//! Command handlers

pub mod load;
pub mod pack;
pub mod vfs;

use crate::config::CliConfig;
use anyhow::Context;
use std::path::PathBuf;
use stratum_vfs::{FileSystem, SearchPathAdd};

/// Build a filesystem with `mounts` added in order under `path_id`
pub(crate) fn mount_all(
    mounts: &[PathBuf],
    path_id: &str,
    config: &CliConfig,
) -> anyhow::Result<FileSystem> {
    let fs = FileSystem::new(config.filesystem.clone());
    for mount in mounts {
        fs.add_search_path(mount, path_id, SearchPathAdd::Tail)
            .with_context(|| format!("Failed to mount {}", mount.display()))?;
    }
    fs.log_search_paths();
    Ok(fs)
}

# Task details:
Check each line above for "mounts" and please state only how many have it.

# Reply to the task:
3